Records
//! Git operations for the clone pipeline
//!
//! ## Sub-modules
//!
//! - [`client`]: the [`GitClient`] seam and its system-git implementation
//!   - `clone_repo()` - shallow clone with submodules
//!   - `has_remote()` / `remove_remote()` - remote detachment
//!
//! - [`strip`]: [`MetadataStripper`], which removes `.git` from a working
//!   tree and from every declared submodule
//!
//! - [`common`]: shared helpers
//!   - `Logger` - consistent console and log output per repository

pub mod client;
pub mod common;
pub mod strip;

pub use client::{GitClient, SystemGit};
pub use common::Logger;
pub use strip::{MetadataStripper, StripReport, declared_submodules, parse_submodule_paths};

Problem requirements
Reproduce all the records precisely.

Task answer
//! Git operations for the clone pipeline
//!
//! ## Sub-modules
//!
//! - [`client`]: the [`GitClient`] seam and its system-git implementation
//!   - `clone_repo()` - shallow clone with submodules
//!   - `has_remote()` / `remove_remote()` - remote detachment
//!
//! - [`strip`]: [`MetadataStripper`], which removes `.git` from a working
//!   tree and from every declared submodule
//!
//! - [`common`]: shared helpers
//!   - `Logger` - consistent console and log output per repository

pub mod client;
pub mod common;
pub mod strip;

pub use client::{GitClient, SystemGit};
pub use common::Logger;
pub use strip::{MetadataStripper, StripReport, declared_submodules, parse_submodule_paths};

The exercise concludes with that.